Piacciono, si vendono tantissimo e nel mondo del makeup sono sempre più comuni. Ma per quanto minuscoli sono una minaccia seria, soprattutto per gli oceani.

Una festa in casa, una grande sfilata in città per il pride, oppure un capodanno in piazza con annesso concerto: in tutte queste occasioni, e in moltissime altre, da un po’ di anni vediamo i glitter. Milioni, miliardi di glitter. Si abbinano bene al trucco, ma anche ai vestiti di stili diversi; e si abbinano anche ai costumi da bagno o a quelli di carnevale. In sé, i glitter non sembrano pericolosi: di logica non potrebbero esserlo visto che li si vede persino sui biglietti d’auguri, nei cosmetici e nei giochini che si trovano dentro i barattoli delle scuole materne. E invece.
Dei glitter si potrebbe scrivere un trattato antropologico: somigliano ai coriandoli, ma personalizzati e a differenza dei normali coriandoli di carta brillano. Danno un immediato senso di festa che fa venir voglia di paragonarli ai fuochi d’artificio, o all’aspetto plastico e perfetto di certi personaggi degli anime in TV. Fatto sta che dietro tutta quella brillantezza si nasconde qualcosa di molto meno decorativo. E di decisamente più pericoloso.
I glitter sono, in moltissimi casi, un tipo di microplastica. In particolare spesso sono fatti di un polimero plastico piuttosto comune: il polietilene tereftalato (noto con l’abbreviazione PET). Lo stesso materiale usato per produrre bottiglie d’acqua, contenitori per alimenti e molti tessuti sintetici. Il PET è leggero, durevole, soprattutto è economico. E, come quasi tutte le plastiche, praticamente indistruttibile in natura. I glitter però sono più pericolosi delle bottigliette d’acqua o dei tessuti sintetici, perché tessuti e bottiglie vengono smaltiti con processi sempre più accurati e tracciabili, i glitter no. Non foss’altro che per le loro dimensioni.

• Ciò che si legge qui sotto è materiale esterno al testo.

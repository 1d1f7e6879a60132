//! Field check chains
//!
//! A [`FieldCheck`] runs rules against one field in order and records the
//! first failing rule's message. Later rules are skipped once a rule fails,
//! and [`FieldCheck::optional`] skips them for empty input.

use once_cell::sync::Lazy;
use regex::Regex;

use super::FieldErrors;

static EMAIL_PATTERN: Lazy<Regex> = Lazy::new(|| {
    Regex::new(
        r##"^[A-Za-z0-9!#$%&'*+/=?^_`{|}~-]+(?:\.[A-Za-z0-9!#$%&'*+/=?^_`{|}~-]+)*@(?:[A-Za-z0-9](?:[A-Za-z0-9-]{0,61}[A-Za-z0-9])?\.)+[A-Za-z0-9](?:[A-Za-z0-9-]{0,61}[A-Za-z0-9])?$"##,
    )
    .expect("email pattern compiles")
});

static NUMERIC_PATTERN: Lazy<Regex> = Lazy::new(|| {
    Regex::new(r"^[+-]?(?:[0-9]+(?:\.[0-9]*)?|\.[0-9]+)(?:[eE][+-]?[0-9]+)?$")
        .expect("numeric pattern compiles")
});

const MAX_EMAIL_LENGTH: usize = 320;
const MAX_EMAIL_LOCAL_LENGTH: usize = 64;

/// Check an email address: dotted local part, `@`, and a multi-label domain
pub fn is_valid_email(email: &str) -> bool {
    if email.len() > MAX_EMAIL_LENGTH {
        return false;
    }

    match email.rsplit_once('@') {
        Some((local, _)) if local.len() <= MAX_EMAIL_LOCAL_LENGTH => EMAIL_PATTERN.is_match(email),
        _ => false,
    }
}

/// Decimal or exponent notation with an optional sign
pub fn is_numeric(value: &str) -> bool {
    NUMERIC_PATTERN.is_match(value)
}

/// A numeric value strictly greater than zero
pub fn is_positive_number(value: &str) -> bool {
    is_numeric(value) && value.parse::<f64>().map(|n| n > 0.0).unwrap_or(false)
}

/// Non-empty and ASCII digits only
pub fn is_digits(value: &str) -> bool {
    !value.is_empty() && value.bytes().all(|b| b.is_ascii_digit())
}

/// Start a check chain for one field
pub fn check<'a>(errors: &'a mut FieldErrors, field: &'static str, value: &'a str) -> FieldCheck<'a> {
    FieldCheck {
        errors,
        field,
        value,
        settled: false,
    }
}

/// Ordered rules for a single field value
pub struct FieldCheck<'a> {
    errors: &'a mut FieldErrors,
    field: &'static str,
    value: &'a str,
    settled: bool,
}

impl<'a> FieldCheck<'a> {
    /// Fail when the value is empty
    pub fn required(self, message: &str) -> Self {
        let empty = self.value.is_empty();
        self.rule(!empty, message)
    }

    /// Skip the remaining rules when the value is empty
    pub fn optional(mut self) -> Self {
        if self.value.is_empty() {
            self.settled = true;
        }
        self
    }

    pub fn matches(self, pattern: &Regex, message: &str) -> Self {
        let ok = pattern.is_match(self.value);
        self.rule(ok, message)
    }

    pub fn email(self, message: &str) -> Self {
        let ok = is_valid_email(self.value);
        self.rule(ok, message)
    }

    /// Exact, case-sensitive membership
    pub fn one_of(self, allowed: &[&str], message: &str) -> Self {
        let ok = allowed.contains(&self.value);
        self.rule(ok, message)
    }

    /// Fail when the value still equals a select's placeholder option
    pub fn not_placeholder(self, placeholder: &str, message: &str) -> Self {
        let ok = self.value != placeholder;
        self.rule(ok, message)
    }

    /// Minimum length in characters
    pub fn min_chars(self, min: usize, message: &str) -> Self {
        let ok = self.value.chars().count() >= min;
        self.rule(ok, message)
    }

    /// Minimum length in bytes
    pub fn min_bytes(self, min: usize, message: &str) -> Self {
        let ok = self.value.len() >= min;
        self.rule(ok, message)
    }

    pub fn positive_number(self, message: &str) -> Self {
        let ok = is_positive_number(self.value);
        self.rule(ok, message)
    }

    /// All digits and at least `min`
    pub fn whole_number_at_least(self, min: u64, message: &str) -> Self {
        let ok = is_digits(self.value)
            && self.value.parse::<u64>().map(|n| n >= min).unwrap_or(true);
        self.rule(ok, message)
    }

    /// Arbitrary predicate over the value
    pub fn satisfies(self, predicate: impl FnOnce(&str) -> bool, message: &str) -> Self {
        let ok = predicate(self.value);
        self.rule(ok, message)
    }

    /// Whether every rule so far has passed
    pub fn passed(&self) -> bool {
        !self.errors.contains(self.field)
    }

    fn rule(mut self, ok: bool, message: &str) -> Self {
        if !self.settled && !ok {
            self.errors.insert(self.field, message);
            self.settled = true;
        }
        self
    }
}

Riciclare i glitter è impossibile

I glitter, prima o poi, finiscono nell’ambiente. Raccoglierli uno a uno è impensabile, e com’è ovvio che sia non ci si prova nemmeno. Li si tratta come un trucco, o come la lacca per capelli: una doccia, e sono spariti. Solo che una volta nelle fogne i glitter spariti non lo sono per niente, sono semmai entrati in un percorso che li vedrà depositati in fondali, fiumi, spiagge e terreni. Negli impianti di trattamento delle acque infatti i glitter sfuggono, sono decisamente troppo piccoli per essere intercettati. E quindi vanno lì, in mari e oceani. Dove iniziano a frammentarsi rimpicciolendosi ulteriormente.
I glitter sono quindi plastica, ma plastica prodotta e messa in commercio con l’aggravante di essere praticamente impossibile da riciclare o trattenere. Plastica che si sminuzzerà col sole, col sale marino e coi moti ondosi. Purtroppo plastica che rischierà di entrare nella catena alimentare di pesci, molluschi e crostacei. E quindi plastica che rischiamo di ritrovarci nel piatto.

I danni all’equilibri dell’ecosistema

Uno studio pubblicato rivista Environmental Science Europe ha aggiunto un tassello a questo problema: i glitter non si limiterebbero a rimanere inerti nell’acqua: potrebbero alterare la chimica marina. I ricercatori dell’Università di Dublino hanno osservato che i frammenti di glitter, una volta immersi in acqua marina, fungono da punto di innesco per la cristallizzazione del carbonato di calcio, una sostanza che molti organismi marini – come molluschi, coralli e alcune alghe – utilizzano per costruire scheletri e conchiglie.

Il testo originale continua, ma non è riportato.